• **ACTIVITY**
Write out again, please, the records below from the first line to the line holding "pub mod merge;", inclusive, and nothing else.

• **MATERIALS PROVIDED**

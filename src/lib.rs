//! recsync - synchronized multi-source recording sessions.
//!
//! Starts screen, audio and camera capture together, splits a session into
//! parts across pause and resume, and merges the parts when it stops. All
//! session state lives in a directory of small records, so each command line
//! invocation picks up where the previous one left off.

pub mod capture;
pub mod cli;
pub mod commands;
pub mod config;
pub mod logging;
pub mod merge;
pub mod metadata;
pub mod recorder;
pub mod store;
pub mod utils;
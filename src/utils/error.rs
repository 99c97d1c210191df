//! Error types and handling
//!
//! Application-level error shared by the command handlers, and its JSON form.

use crate::recorder::{RecordingError, SourceWarning};
use serde::{Deserialize, Serialize};
use thiserror::Error;

/// Application-wide error type
#[derive(Error, Debug)]
pub enum AppError {
    #[error("IO error: {0}")]
    Io(#[from] std::io::Error),

    #[error("Serialization error: {0}")]
    Serialization(#[from] serde_json::Error),

    #[error(transparent)]
    Recording(#[from] RecordingError),

    #[error("Configuration error: {0}")]
    Config(String),

    #[error("Invalid argument: {0}")]
    InvalidArgument(String),
}

impl AppError {
    /// Stable code for scripts reading `--json` output
    pub fn code(&self) -> &'static str {
        match self {
            AppError::Io(_) => "IO_ERROR",
            AppError::Serialization(_) => "SERIALIZATION_ERROR",
            AppError::Recording(e) => match e {
                RecordingError::AlreadyRecording => "ALREADY_RECORDING",
                RecordingError::NotRecording => "NOT_RECORDING",
                RecordingError::AlreadyPaused => "ALREADY_PAUSED",
                RecordingError::NotPaused => "NOT_PAUSED",
                RecordingError::NoSourcesEnabled => "NO_SOURCES_ENABLED",
                RecordingError::NoSourcesStarted(_) => "NO_SOURCES_STARTED",
                RecordingError::PrimarySourceFailed { .. } => "SCREEN_FAILED",
                RecordingError::InconsistentState(_) => "INCONSISTENT_STATE",
                RecordingError::Store(_) => "STATE_STORE_ERROR",
                RecordingError::Metadata(_) => "METADATA_ERROR",
                RecordingError::Merge(_) => "PROCESSING_ERROR",
                RecordingError::Io(_) => "IO_ERROR",
            },
            AppError::Config(_) => "CONFIG_ERROR",
            AppError::InvalidArgument(_) => "INVALID_ARGUMENT",
        }
    }

    /// Per-source failures behind the error, if any
    pub fn warnings(&self) -> &[SourceWarning] {
        match self {
            AppError::Recording(e) => e.warnings(),
            _ => &[],
        }
    }
}

impl From<anyhow::Error> for AppError {
    fn from(error: anyhow::Error) -> Self {
        AppError::Config(format!("{error:#}"))
    }
}

/// Error response printed for `--json`
#[derive(Debug, Serialize, Deserialize)]
pub struct ErrorResponse {
    pub code: String,
    pub message: String,
    #[serde(default, skip_serializing_if = "Vec::is_empty")]
    pub warnings: Vec<SourceWarning>,
}

impl From<&AppError> for ErrorResponse {
    fn from(error: &AppError) -> Self {
        ErrorResponse {
            code: error.code().to_string(),
            message: error.to_string(),
            warnings: error.warnings().to_vec(),
        }
    }
}

impl From<AppError> for ErrorResponse {
    fn from(error: AppError) -> Self {
        ErrorResponse::from(&error)
    }
}

/// Result type alias using AppError
pub type AppResult<T> = Result<T, AppError>;

#[cfg(test)]
mod tests {
    use super::*;
    use crate::capture::SourceKind;

    #[test]
    fn test_precondition_codes() {
        assert_eq!(
            AppError::from(RecordingError::AlreadyRecording).code(),
            "ALREADY_RECORDING"
        );
        assert_eq!(AppError::from(RecordingError::NotPaused).code(), "NOT_PAUSED");
    }

    #[test]
    fn test_response_carries_start_warnings() {
        let error = AppError::from(RecordingError::NoSourcesStarted(vec![SourceWarning::new(
            SourceKind::Camera,
            "device busy",
        )]));
        let response = ErrorResponse::from(error);

        assert_eq!(response.code, "NO_SOURCES_STARTED");
        assert_eq!(response.message, "No recording sources started");
        assert_eq!(response.warnings.len(), 1);

        let json = serde_json::to_value(&response).unwrap();
        assert_eq!(json["warnings"][0]["kind"], "camera");
    }

    #[test]
    fn test_response_omits_empty_warnings() {
        let response = ErrorResponse::from(AppError::InvalidArgument("x".into()));
        let json = serde_json::to_value(&response).unwrap();
        assert!(json.get("warnings").is_none());
    }
}
//! Offer submissions and offer-form history rows.

use listdesk_core::types::{DbId, Timestamp};
use serde::Serialize;
use sqlx::FromRow;
use uuid::Uuid;

/// A row from the `offers` table.
#[derive(Debug, Clone, FromRow, Serialize)]
pub struct Offer {
    pub id: DbId,
    pub property_id: Option<i64>,
    pub property_address: String,
    pub offer_price: i64,
    pub deposit: Option<i64>,
    pub payload: serde_json::Value,
    pub created_at: Timestamp,
}

/// A row from the `offer_drafts` table: one saved snapshot of the form.
#[derive(Debug, Clone, FromRow, Serialize)]
pub struct OfferDraft {
    pub id: DbId,
    pub client_key: Uuid,
    pub snapshot: serde_json::Value,
    pub created_at: Timestamp,
}
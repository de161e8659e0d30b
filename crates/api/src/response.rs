//! Shared response envelope types for API handlers.
//!
//! JSON responses use a `{ "data": ... }` envelope. Use [`DataResponse`]
//! instead of ad-hoc `serde_json::json!({ "data": ... })`.

use serde::Serialize;

/// Standard `{ "data": T }` response envelope.
///
/// ```ignore
/// Ok(Json(DataResponse { data: listing }))
/// ```
#[derive(Debug, Serialize)]
pub struct DataResponse<T: Serialize> {
    pub data: T,
}
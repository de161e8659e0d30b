//! Listdesk domain logic.
//!
//! Pure building blocks shared by the HTTP server and the integration
//! crates: error types, listing/offer validation, address normalization,
//! the static agent table with its fuzzy matcher, JSON block extraction
//! for model output, and the per-client request-rate limiter.

pub mod address;
pub mod agents;
pub mod error;
pub mod json_block;
pub mod listing;
pub mod offer;
pub mod paging;
pub mod rate_limit;
pub mod types;
//! Fixed-window request counter keyed by client IP.
//!
//! State lives in process memory only: it does not survive a restart and is
//! not shared between instances, so it protects a single running server
//! from a single burst. Expired entries are dropped lazily on the next
//! request from the same client, or in bulk by [`RateLimiter::sweep`].

use std::collections::HashMap;
use std::sync::{Mutex, MutexGuard, PoisonError};
use std::time::{Duration, Instant};

/// Default ceiling per window.
pub const DEFAULT_MAX_REQUESTS: u32 = 30;

/// Default window length.
pub const DEFAULT_WINDOW: Duration = Duration::from_secs(60);

#[derive(Debug, Clone, Copy)]
struct RateLimitEntry {
    count: u32,
    window_start: Instant,
}

/// Result of a single [`RateLimiter::check`].
#[derive(Debug, Clone, Copy, PartialEq, Eq)]
pub struct RateLimitDecision {
    pub allowed: bool,
    /// Configured ceiling.
    pub limit: u32,
    /// Requests left in the current window after this one.
    pub remaining: u32,
    /// Time until the current window resets.
    pub reset_in: Duration,
}

pub struct RateLimiter {
    entries: Mutex<HashMap<String, RateLimitEntry>>,
    max_requests: u32,
    window: Duration,
}

impl RateLimiter {
    pub fn new(max_requests: u32, window: Duration) -> Self {
        Self {
            entries: Mutex::new(HashMap::new()),
            max_requests: max_requests.max(1),
            window,
        }
    }

    pub fn max_requests(&self) -> u32 {
        self.max_requests
    }

    /// Count a request from `client` against its window.
    pub fn check(&self, client: &str) -> RateLimitDecision {
        self.check_at(client, Instant::now())
    }

    /// [`check`](Self::check) with an explicit clock reading.
    pub fn check_at(&self, client: &str, now: Instant) -> RateLimitDecision {
        let mut entries = self.lock();

        let entry = entries
            .entry(client.to_string())
            .and_modify(|e| {
                if self.is_expired(e, now) {
                    *e = RateLimitEntry {
                        count: 0,
                        window_start: now,
                    };
                }
            })
            .or_insert(RateLimitEntry {
                count: 0,
                window_start: now,
            });

        let reset_in = self
            .window
            .saturating_sub(now.saturating_duration_since(entry.window_start));

        if entry.count >= self.max_requests {
            return RateLimitDecision {
                allowed: false,
                limit: self.max_requests,
                remaining: 0,
                reset_in,
            };
        }

        entry.count += 1;
        RateLimitDecision {
            allowed: true,
            limit: self.max_requests,
            remaining: self.max_requests - entry.count,
            reset_in,
        }
    }

    /// Drop every entry whose window has elapsed. Returns how many were removed.
    pub fn sweep(&self) -> usize {
        self.sweep_at(Instant::now())
    }

    pub fn sweep_at(&self, now: Instant) -> usize {
        let mut entries = self.lock();
        let before = entries.len();
        entries.retain(|_, e| !self.is_expired(e, now));
        before - entries.len()
    }

    /// Number of clients currently tracked.
    pub fn tracked_clients(&self) -> usize {
        self.lock().len()
    }

    fn is_expired(&self, entry: &RateLimitEntry, now: Instant) -> bool {
        now.saturating_duration_since(entry.window_start) >= self.window
    }

    // The map holds plain counters, so a poisoned lock is still usable.
    fn lock(&self) -> MutexGuard<'_, HashMap<String, RateLimitEntry>> {
        self.entries.lock().unwrap_or_else(PoisonError::into_inner)
    }
}

#[cfg(test)]
mod tests {
    use super::*;

    const IP: &str = "203.0.113.7";

    #[test]
    fn rejects_after_ceiling_with_zero_remaining() {
        let limiter = RateLimiter::new(3, Duration::from_secs(60));
        let t0 = Instant::now();

        for expected_remaining in [2, 1, 0] {
            let d = limiter.check_at(IP, t0);
            assert!(d.allowed);
            assert_eq!(d.remaining, expected_remaining);
        }

        let rejected = limiter.check_at(IP, t0 + Duration::from_secs(1));
        assert!(!rejected.allowed);
        assert_eq!(rejected.remaining, 0);
        assert_eq!(rejected.reset_in, Duration::from_secs(59));
    }

    #[test]
    fn window_elapse_allows_and_resets() {
        let limiter = RateLimiter::new(2, Duration::from_secs(10));
        let t0 = Instant::now();
        limiter.check_at(IP, t0);
        limiter.check_at(IP, t0);
        assert!(!limiter.check_at(IP, t0 + Duration::from_secs(5)).allowed);

        let later = t0 + Duration::from_secs(10);
        let d = limiter.check_at(IP, later);
        assert!(d.allowed);
        assert_eq!(d.remaining, 1);
        assert_eq!(d.reset_in, Duration::from_secs(10));
    }

    #[test]
    fn rejected_requests_do_not_extend_the_count() {
        let limiter = RateLimiter::new(1, Duration::from_secs(10));
        let t0 = Instant::now();
        assert!(limiter.check_at(IP, t0).allowed);
        for _ in 0..5 {
            assert!(!limiter.check_at(IP, t0).allowed);
        }
        assert!(limiter.check_at(IP, t0 + Duration::from_secs(10)).allowed);
    }

    #[test]
    fn clients_are_counted_independently() {
        let limiter = RateLimiter::new(1, Duration::from_secs(60));
        let t0 = Instant::now();
        assert!(limiter.check_at("10.0.0.1", t0).allowed);
        assert!(limiter.check_at("10.0.0.2", t0).allowed);
        assert!(!limiter.check_at("10.0.0.1", t0).allowed);
    }

    #[test]
    fn sweep_removes_only_expired_windows() {
        let limiter = RateLimiter::new(5, Duration::from_secs(30));
        let t0 = Instant::now();
        limiter.check_at("10.0.0.1", t0);
        limiter.check_at("10.0.0.2", t0 + Duration::from_secs(20));
        assert_eq!(limiter.tracked_clients(), 2);

        let removed = limiter.sweep_at(t0 + Duration::from_secs(31));
        assert_eq!(removed, 1);
        assert_eq!(limiter.tracked_clients(), 1);
    }

    #[test]
    fn zero_ceiling_is_raised_to_one() {
        let limiter = RateLimiter::new(0, Duration::from_secs(1));
        assert_eq!(limiter.max_requests(), 1);
        assert!(limiter.check(IP).allowed);
    }
}
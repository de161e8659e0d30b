use std::sync::Arc;
use std::time::Duration;

use listdesk_core::rate_limit::RateLimiter;
use listdesk_db::DbPool;
use listdesk_events::WebhookDelivery;
use listdesk_ocr::GeminiClient;
use listdesk_vaultre::VaultReApi;

use crate::config::ServerConfig;
use crate::error::{AppError, AppResult};

/// Shared application state available to all Axum handlers via `State<AppState>`.
///
/// This is cheaply cloneable (inner data is behind `Arc` or is already `Clone`).
/// Integrations whose credentials are missing are `None`; the accessors turn
/// that into a logged 500 for the request that needed them.
#[derive(Clone)]
pub struct AppState {
    /// Database connection pool.
    pub pool: Option<DbPool>,
    pub config: Arc<ServerConfig>,
    /// Per-client limiter shared by the rate-limited route groups.
    pub rate_limiter: Arc<RateLimiter>,
    pub vaultre: Option<Arc<VaultReApi>>,
    pub gemini: Option<GeminiClient>,
    pub webhook: Option<WebhookDelivery>,
    /// Client for ad-hoc upstream calls (chat sessions).
    pub http: reqwest::Client,
}

impl AppState {
    /// Build the state and its integration clients from configuration.
    pub fn from_config(config: ServerConfig, pool: Option<DbPool>) -> Self {
        let http = reqwest::Client::new();
        let rate_limiter = Arc::new(RateLimiter::new(
            config.rate_limit.max_requests,
            Duration::from_secs(config.rate_limit.window_secs),
        ));
        let vaultre = config
            .vaultre
            .clone()
            .map(|c| Arc::new(VaultReApi::with_client(http.clone(), c)));
        let gemini = config
            .gemini
            .clone()
            .map(|c| GeminiClient::with_client(http.clone(), c));
        let webhook = config
            .workflow_webhook_url
            .clone()
            .and_then(|url| match WebhookDelivery::new(url) {
                Ok(delivery) => Some(delivery),
                Err(e) => {
                    tracing::error!(error = %e, "Failed to build workflow webhook client");
                    None
                }
            });

        Self {
            pool,
            config: Arc::new(config),
            rate_limiter,
            vaultre,
            gemini,
            webhook,
            http,
        }
    }

    pub fn db(&self) -> AppResult<&DbPool> {
        self.pool
            .as_ref()
            .ok_or_else(|| AppError::InternalError("DATABASE_URL is not configured".into()))
    }

    pub fn vaultre(&self) -> AppResult<&VaultReApi> {
        self.vaultre.as_deref().ok_or_else(|| {
            AppError::InternalError("VAULTRE_API_KEY / VAULTRE_BEARER_TOKEN are not configured".into())
        })
    }

    pub fn gemini(&self) -> AppResult<&GeminiClient> {
        self.gemini
            .as_ref()
            .ok_or_else(|| AppError::InternalError("GEMINI_API_KEY is not configured".into()))
    }
}
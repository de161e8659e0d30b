//! Listdesk API server library.
//!
//! Exposes the building blocks (config, state, error handling, routes,
//! middleware, background tasks) so integration tests and the binary
//! entrypoint can both access them.

pub mod background;
pub mod config;
pub mod error;
pub mod handlers;
pub mod middleware;
pub mod query;
pub mod response;
pub mod router;
pub mod routes;
pub mod state;
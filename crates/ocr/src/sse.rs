//! Decoding of the model's `text/event-stream` response.
//!
//! [`SseDecoder`] accepts arbitrary byte chunks (which may split lines and
//! UTF-8 sequences) and yields the `data` payload of each complete event.
//! [`parse_parts`] then pulls the content parts out of one payload.

use serde::Deserialize;

use crate::error::OcrError;

/// Incremental server-sent-events decoder.
#[derive(Debug, Default)]
pub struct SseDecoder {
    pending: Vec<u8>,
    data: Vec<String>,
}

impl SseDecoder {
    pub fn new() -> Self {
        Self::default()
    }

    /// Feed a chunk; returns the payloads of every event it completed.
    pub fn push(&mut self, chunk: &[u8]) -> Vec<String> {
        self.pending.extend_from_slice(chunk);
        let mut events = Vec::new();

        while let Some(pos) = self.pending.iter().position(|b| *b == b'\n') {
            let raw: Vec<u8> = self.pending.drain(..=pos).collect();
            let line = String::from_utf8_lossy(&raw);
            let line = line.trim_end_matches(['\n', '\r']);

            if line.is_empty() {
                if let Some(payload) = self.take_event() {
                    events.push(payload);
                }
            } else if let Some(value) = line.strip_prefix("data:") {
                self.data
                    .push(value.strip_prefix(' ').unwrap_or(value).to_string());
            }
            // `event:`, `id:`, `retry:` and `:` comments are not used.
        }
        events
    }

    /// Flush a trailing event not followed by a blank line.
    pub fn finish(&mut self) -> Option<String> {
        if !self.pending.is_empty() {
            let rest = std::mem::take(&mut self.pending);
            let line = String::from_utf8_lossy(&rest);
            if let Some(value) = line.trim_end_matches('\r').strip_prefix("data:") {
                self.data
                    .push(value.strip_prefix(' ').unwrap_or(value).to_string());
            }
        }
        self.take_event()
    }

    fn take_event(&mut self) -> Option<String> {
        if self.data.is_empty() {
            return None;
        }
        Some(std::mem::take(&mut self.data).join("\n"))
    }
}

/// One text part of a streamed response.
#[derive(Debug, Clone, PartialEq, Eq)]
pub struct StreamPart {
    pub text: String,
    /// True for reasoning summaries, false for answer content.
    pub thought: bool,
}

#[derive(Debug, Deserialize)]
struct StreamChunk {
    #[serde(default)]
    candidates: Vec<Candidate>,
    #[serde(default)]
    error: Option<StreamErrorBody>,
}

#[derive(Debug, Deserialize)]
struct Candidate {
    #[serde(default)]
    content: Option<Content>,
}

#[derive(Debug, Deserialize)]
struct Content {
    #[serde(default)]
    parts: Vec<Part>,
}

#[derive(Debug, Deserialize)]
struct Part {
    #[serde(default)]
    text: Option<String>,
    #[serde(default)]
    thought: bool,
}

#[derive(Debug, Deserialize)]
struct StreamErrorBody {
    #[serde(default)]
    message: String,
}

/// Extract the text parts from one event payload.
///
/// Payloads that are not JSON are skipped with a debug log; an embedded
/// error object becomes [`OcrError::Stream`].
pub fn parse_parts(payload: &str) -> Result<Vec<StreamPart>, OcrError> {
    let chunk: StreamChunk = match serde_json::from_str(payload) {
        Ok(chunk) => chunk,
        Err(e) => {
            tracing::debug!(error = %e, "Skipping non-JSON stream payload");
            return Ok(Vec::new());
        }
    };
    if let Some(err) = chunk.error {
        return Err(OcrError::Stream(err.message));
    }

    Ok(chunk
        .candidates
        .into_iter()
        .filter_map(|c| c.content)
        .flat_map(|c| c.parts)
        .filter_map(|p| {
            p.text
                .filter(|t| !t.is_empty())
                .map(|text| StreamPart { text, thought: p.thought })
        })
        .collect())
}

• **RESULT FOR THIS TASK**
filename src/lib.rs
//! recsync - synchronized multi-source recording sessions.
//!
//! Starts screen, audio and camera capture together, splits a session into
//! parts across pause and resume, and merges the parts when it stops. All
//! session state lives in a directory of small records, so each command line
//! invocation picks up where the previous one left off.

pub mod capture;
pub mod cli;
pub mod commands;
pub mod config;
pub mod logging;
pub mod merge;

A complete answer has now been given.